Две установки личности ученого, которые ориентируют его весьма противоречивым образом, являются разновекторными, противоположными характеристиками творческой личности. И история науки демонстрирует нам формирование и утверждение различных типов творческой личности, репрезентирующих своеобразное сочетание ума и совести, гибкости интеллекта и твердости характера, лабильности характера и ригидности интеллекта.
Нашла ли современная психология творчества познавательные средства для выявления структуры творческой личности, для изучения амбивалентности ее установок, позиций, предпочтений, ориентаций?
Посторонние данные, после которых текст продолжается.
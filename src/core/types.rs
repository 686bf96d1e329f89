//! core::types
//!
//! Strong types for core domain concepts.
//!
//! # Types
//!
//! - [`Oid`] - Git object identifier (20-byte SHA-1 digest)
//! - [`RefName`] - Validated Git reference name
//!
//! # Validation
//!
//! These types enforce validity at construction time. Invalid values
//! cannot be represented, preventing entire classes of bugs.
//!
//! # Examples
//!
//! ```
//! use reflog::core::types::{Oid, RefName};
//!
//! let oid = Oid::from_hex("abc123def4567890abc123def4567890abc12345").unwrap();
//! let refname = RefName::new("refs/heads/main").unwrap();
//!
//! assert!(Oid::from_hex("not-a-sha").is_err());
//! assert!(RefName::new("invalid..name").is_err());
//! # let _ = (oid, refname);
//! ```

use std::str::FromStr;

use serde::{Deserialize, Serialize};
use thiserror::Error;

/// Errors from type validation.
#[derive(Debug, Error, Clone, PartialEq, Eq)]
pub enum TypeError {
    #[error("invalid object id: {0}")]
    InvalidOid(String),

    #[error("invalid ref name: {0}")]
    InvalidRefName(String),

    #[error("invalid actor: {0}")]
    InvalidActor(String),
}

/// A Git object identifier.
///
/// Stored as the raw 20-byte digest. The textual form is always 40
/// lowercase hex characters.
///
/// # Example
///
/// ```
/// use reflog::core::types::Oid;
///
/// // Uppercase input is accepted, output is lowercase
/// let oid = Oid::from_hex("ABC123DEF4567890ABC123DEF4567890ABC12345").unwrap();
/// assert_eq!(oid.to_hex(), "abc123def4567890abc123def4567890abc12345");
///
/// // Get abbreviated form
/// assert_eq!(oid.short(7), "abc123d");
///
/// // Zero OID for null references
/// assert!(Oid::zero().is_zero());
/// ```
#[derive(Debug, Clone, Copy, PartialEq, Eq, Hash, PartialOrd, Ord, Serialize, Deserialize)]
#[serde(try_from = "String", into = "String")]
pub struct Oid([u8; Oid::LEN]);

impl Oid {
    /// Length of the binary digest in bytes.
    pub const LEN: usize = 20;

    /// Length of the hex form in characters.
    pub const HEX_LEN: usize = 40;

    /// The zero/null OID.
    ///
    /// Marks a ref that did not exist before an update, or one being deleted.
    pub const fn zero() -> Self {
        Self([0; Self::LEN])
    }

    /// Check if this is the zero/null OID.
    pub fn is_zero(&self) -> bool {
        self.0.iter().all(|b| *b == 0)
    }

    /// Decode a 40-character hex string.
    ///
    /// # Errors
    ///
    /// Returns `TypeError::InvalidOid` if the length is not 40 or a
    /// character is not a hex digit.
    pub fn from_hex(hex: impl AsRef<[u8]>) -> Result<Self, TypeError> {
        let hex = hex.as_ref();
        if hex.len() != Self::HEX_LEN {
            return Err(TypeError::InvalidOid(format!(
                "expected {} hex characters, got {}",
                Self::HEX_LEN,
                hex.len()
            )));
        }
        let mut bytes = [0u8; Self::LEN];
        hex::decode_to_slice(hex, &mut bytes)
            .map_err(|e| TypeError::InvalidOid(format!("object id must be hexadecimal: {e}")))?;
        Ok(Self(bytes))
    }

    /// Build an OID from a raw digest.
    ///
    /// # Errors
    ///
    /// Returns `TypeError::InvalidOid` unless `bytes` is exactly 20 bytes.
    pub fn from_bytes(bytes: &[u8]) -> Result<Self, TypeError> {
        let digest: [u8; Self::LEN] = bytes.try_into().map_err(|_| {
            TypeError::InvalidOid(format!(
                "expected {} bytes, got {}",
                Self::LEN,
                bytes.len()
            ))
        })?;
        Ok(Self(digest))
    }

    /// Lowercase hex encoding of the digest.
    pub fn to_hex(&self) -> String {
        hex::encode(self.0)
    }

    /// Get the raw digest.
    pub fn as_bytes(&self) -> &[u8; Self::LEN] {
        &self.0
    }

    /// Get an abbreviated hex form of the OID.
    ///
    /// Returns the first `len` characters, or the full hex form if `len`
    /// exceeds it.
    pub fn short(&self, len: usize) -> String {
        let mut hex = self.to_hex();
        hex.truncate(len.min(Self::HEX_LEN));
        hex
    }
}

impl From<[u8; Oid::LEN]> for Oid {
    fn from(bytes: [u8; Oid::LEN]) -> Self {
        Self(bytes)
    }
}

impl FromStr for Oid {
    type Err = TypeError;

    fn from_str(s: &str) -> Result<Self, Self::Err> {
        Self::from_hex(s)
    }
}

impl TryFrom<String> for Oid {
    type Error = TypeError;

    fn try_from(s: String) -> Result<Self, Self::Error> {
        Self::from_hex(s)
    }
}

impl From<Oid> for String {
    fn from(oid: Oid) -> Self {
        oid.to_hex()
    }
}

impl std::fmt::Display for Oid {
    fn fmt(&self, f: &mut std::fmt::Formatter<'_>) -> std::fmt::Result {
        f.write_str(&self.to_hex())
    }
}

/// A validated Git reference name.
///
/// Accepts full names under `refs/` as well as root pseudo-refs such as
/// `HEAD` or `ORIG_HEAD`.
///
/// # Example
///
/// ```
/// use reflog::core::types::RefName;
///
/// let head = RefName::head();
/// assert!(head.is_per_worktree());
///
/// let main = RefName::new("refs/heads/main").unwrap();
/// assert!(!main.is_per_worktree());
/// assert_eq!(main.strip_prefix("refs/heads/"), Some("main"));
/// ```
#[derive(Debug, Clone, PartialEq, Eq, Hash, Serialize, Deserialize)]
#[serde(try_from = "String", into = "String")]
pub struct RefName(String);

impl RefName {
    /// Create a new validated ref name.
    ///
    /// # Errors
    ///
    /// Returns `TypeError::InvalidRefName` if the name violates Git's refname rules.
    pub fn new(name: impl Into<String>) -> Result<Self, TypeError> {
        let name = name.into();
        Self::validate(&name)?;
        Ok(Self(name))
    }

    /// The `HEAD` symbolic ref.
    pub fn head() -> Self {
        Self("HEAD".to_string())
    }

    /// Resolve a short name the way users type it.
    ///
    /// `HEAD`-like names and anything under `refs/` pass through; other
    /// names are treated as local branches (`main` -> `refs/heads/main`).
    pub fn from_short(name: &str) -> Result<Self, TypeError> {
        if name.starts_with("refs/") || Self::is_root_pseudo_ref(name) {
            Self::new(name)
        } else {
            Self::new(format!("refs/heads/{name}"))
        }
    }

    /// Strip a prefix from the ref name and return the remainder.
    ///
    /// Returns `None` if the ref doesn't start with the given prefix.
    pub fn strip_prefix(&self, prefix: &str) -> Option<&str> {
        self.0.strip_prefix(prefix)
    }

    /// Check if this ref is a branch ref.
    pub fn is_branch_ref(&self) -> bool {
        self.0.starts_with("refs/heads/")
    }

    /// Check if this ref is private to a single worktree.
    ///
    /// Root pseudo-refs and the `refs/bisect/`, `refs/worktree/` and
    /// `refs/rewritten/` namespaces are not shared between worktrees, so
    /// their logs live under the worktree's own git directory.
    pub fn is_per_worktree(&self) -> bool {
        const PER_WORKTREE: [&str; 3] = ["refs/bisect/", "refs/worktree/", "refs/rewritten/"];
        !self.0.starts_with("refs/") || PER_WORKTREE.iter().any(|p| self.0.starts_with(p))
    }

    /// `HEAD`, `ORIG_HEAD`, `FETCH_HEAD` and friends.
    fn is_root_pseudo_ref(name: &str) -> bool {
        !name.is_empty()
            && name.ends_with("HEAD")
            && name.chars().all(|c| c.is_ascii_uppercase() || c == '_')
    }

    /// Validate a ref name against Git's refname rules.
    fn validate(name: &str) -> Result<(), TypeError> {
        if name.is_empty() {
            return Err(TypeError::InvalidRefName("ref name cannot be empty".into()));
        }

        if !name.starts_with("refs/") && !Self::is_root_pseudo_ref(name) {
            return Err(TypeError::InvalidRefName(format!(
                "'{name}' is neither under refs/ nor a pseudo-ref"
            )));
        }

        if name.ends_with('/') {
            return Err(TypeError::InvalidRefName(
                "ref name cannot end with '/'".into(),
            ));
        }
        if name.ends_with(".lock") {
            return Err(TypeError::InvalidRefName(
                "ref name cannot end with '.lock'".into(),
            ));
        }

        if name.contains("..") {
            return Err(TypeError::InvalidRefName(
                "ref name cannot contain '..'".into(),
            ));
        }
        if name.contains("@{") {
            return Err(TypeError::InvalidRefName(
                "ref name cannot contain '@{'".into(),
            ));
        }
        if name.contains("//") {
            return Err(TypeError::InvalidRefName(
                "ref name cannot contain '//'".into(),
            ));
        }

        const INVALID_CHARS: [char; 8] = [' ', '~', '^', ':', '\\', '?', '*', '['];
        for c in INVALID_CHARS {
            if name.contains(c) {
                return Err(TypeError::InvalidRefName(format!(
                    "ref name cannot contain '{c}'"
                )));
            }
        }

        if name.chars().any(|c| c.is_ascii_control()) {
            return Err(TypeError::InvalidRefName(
                "ref name cannot contain control characters".into(),
            ));
        }

        for component in name.split('/') {
            if component.starts_with('.') {
                return Err(TypeError::InvalidRefName(
                    "path component cannot start with '.'".into(),
                ));
            }
            if component.ends_with(".lock") {
                return Err(TypeError::InvalidRefName(
                    "path component cannot end with '.lock'".into(),
                ));
            }
        }

        Ok(())
    }

    /// Get the ref name as a string slice.
    pub fn as_str(&self) -> &str {
        &self.0
    }
}

impl TryFrom<String> for RefName {
    type Error = TypeError;

    fn try_from(s: String) -> Result<Self, Self::Error> {
        Self::new(s)
    }
}

impl From<RefName> for String {
    fn from(name: RefName) -> Self {
        name.0
    }
}

impl AsRef<str> for RefName {
    fn as_ref(&self) -> &str {
        &self.0
    }
}

impl std::fmt::Display for RefName {
    fn fmt(&self, f: &mut std::fmt::Formatter<'_>) -> std::fmt::Result {
        write!(f, "{}", self.0)
    }
}

#[cfg(test)]
mod tests {
    use super::*;

    mod oid {
        use super::*;

        const SHA: &str = "abc123def4567890abc123def4567890abc12345";

        #[test]
        fn hex_roundtrip() {
            let oid = Oid::from_hex(SHA).unwrap();
            assert_eq!(oid.to_hex(), SHA);
            assert_eq!(oid.to_string(), SHA);
        }

        #[test]
        fn normalizes_to_lowercase() {
            let oid = Oid::from_hex(SHA.to_uppercase()).unwrap();
            assert_eq!(oid.to_hex(), SHA);
        }

        #[test]
        fn zero_oid() {
            let zero = Oid::zero();
            assert!(zero.is_zero());
            assert_eq!(zero.to_hex(), "0".repeat(40));
            assert_eq!(Oid::from_hex("0".repeat(40)).unwrap(), zero);
        }

        #[test]
        fn non_zero_is_not_zero() {
            assert!(!Oid::from_hex(SHA).unwrap().is_zero());
        }

        #[test]
        fn short_form() {
            let oid = Oid::from_hex(SHA).unwrap();
            assert_eq!(oid.short(7), "abc123d");
            assert_eq!(oid.short(100), SHA);
        }

        #[test]
        fn invalid_length() {
            assert!(matches!(
                Oid::from_hex("abc123"),
                Err(TypeError::InvalidOid(_))
            ));
            assert!(Oid::from_hex("a".repeat(64)).is_err());
        }

        #[test]
        fn non_hex_rejected() {
            let bad = format!("{}g", &SHA[..39]);
            assert!(matches!(Oid::from_hex(bad), Err(TypeError::InvalidOid(_))));
        }

        #[test]
        fn from_bytes_checks_length() {
            let bytes = [0xffu8; 20];
            assert_eq!(Oid::from_bytes(&bytes).unwrap().to_hex(), "f".repeat(40));
            assert!(Oid::from_bytes(&bytes[..19]).is_err());
        }

        #[test]
        fn serde_roundtrip() {
            let oid = Oid::from_hex(SHA).unwrap();
            let json = serde_json::to_string(&oid).unwrap();
            assert_eq!(json, format!("\"{SHA}\""));
            let parsed: Oid = serde_json::from_str(&json).unwrap();
            assert_eq!(oid, parsed);
        }
    }

    mod ref_name {
        use super::*;

        #[test]
        fn valid_refs() {
            assert!(RefName::new("refs/heads/main").is_ok());
            assert!(RefName::new("refs/remotes/origin/feature/x").is_ok());
            assert!(RefName::new("HEAD").is_ok());
            assert!(RefName::new("ORIG_HEAD").is_ok());
        }

        #[test]
        fn bare_names_rejected() {
            assert!(RefName::new("main").is_err());
            assert!(RefName::new("head").is_err());
        }

        #[test]
        fn from_short_expands_branches() {
            assert_eq!(
                RefName::from_short("main").unwrap().as_str(),
                "refs/heads/main"
            );
            assert_eq!(RefName::from_short("HEAD").unwrap(), RefName::head());
            assert_eq!(
                RefName::from_short("refs/tags/v1").unwrap().as_str(),
                "refs/tags/v1"
            );
        }

        #[test]
        fn per_worktree_refs() {
            assert!(RefName::head().is_per_worktree());
            assert!(RefName::new("refs/bisect/bad").unwrap().is_per_worktree());
            assert!(!RefName::new("refs/heads/main").unwrap().is_per_worktree());
        }

        #[test]
        fn invalid_refs_rejected() {
            assert!(RefName::new("").is_err());
            assert!(RefName::new("refs/heads/").is_err());
            assert!(RefName::new("refs/heads/x.lock").is_err());
            assert!(RefName::new("refs/heads/a..b").is_err());
            assert!(RefName::new("refs//heads").is_err());
            assert!(RefName::new("refs/heads/.hidden").is_err());
            assert!(RefName::new("refs/heads/has space").is_err());
        }

        #[test]
        fn serde_roundtrip() {
            let refname = RefName::new("refs/heads/main").unwrap();
            let json = serde_json::to_string(&refname).unwrap();
            let parsed: RefName = serde_json::from_str(&json).unwrap();
            assert_eq!(refname, parsed);
        }
    }
}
Сразу же скажу: нет. Дело прежде всего заключается в том, что структурная целостность творческой личности рассматривается в ней не как противоречивая целостность, а как набор различного рода черт. Такого рода «агрегатный», а не системно-целостный подход к личности закрывает путь исследованию творчества, не позволяет раскрыть структурную расчлененность и вместе с тем структурное единство личности ученого. Причем психологи разных школ по-разному определяют набор тех способностей, которые характеризуют творческую личность (подробнее об этом в работах Лука) К Но все они превращают взаимоотражающуюся противоречивость личности в противостояние альтернативных черт.
Кроме того, противоречивые характеристики творческой личности в психологии научного творчества принимают различную категориальную форму и анализируются в весьма разнородных сочетаниях. Наибольшую известность в американской психологии творчества получила так называемая концепция структуры интеллекта, развитая Гилфордом, которая также «препарирует» изначальную антиномичность творческой личности, превращая ее в набор различных черт и в противоборство «гибкого» и «ригидного» интеллекта, разворачивающееся в одной — интеллектуальной — плоскости.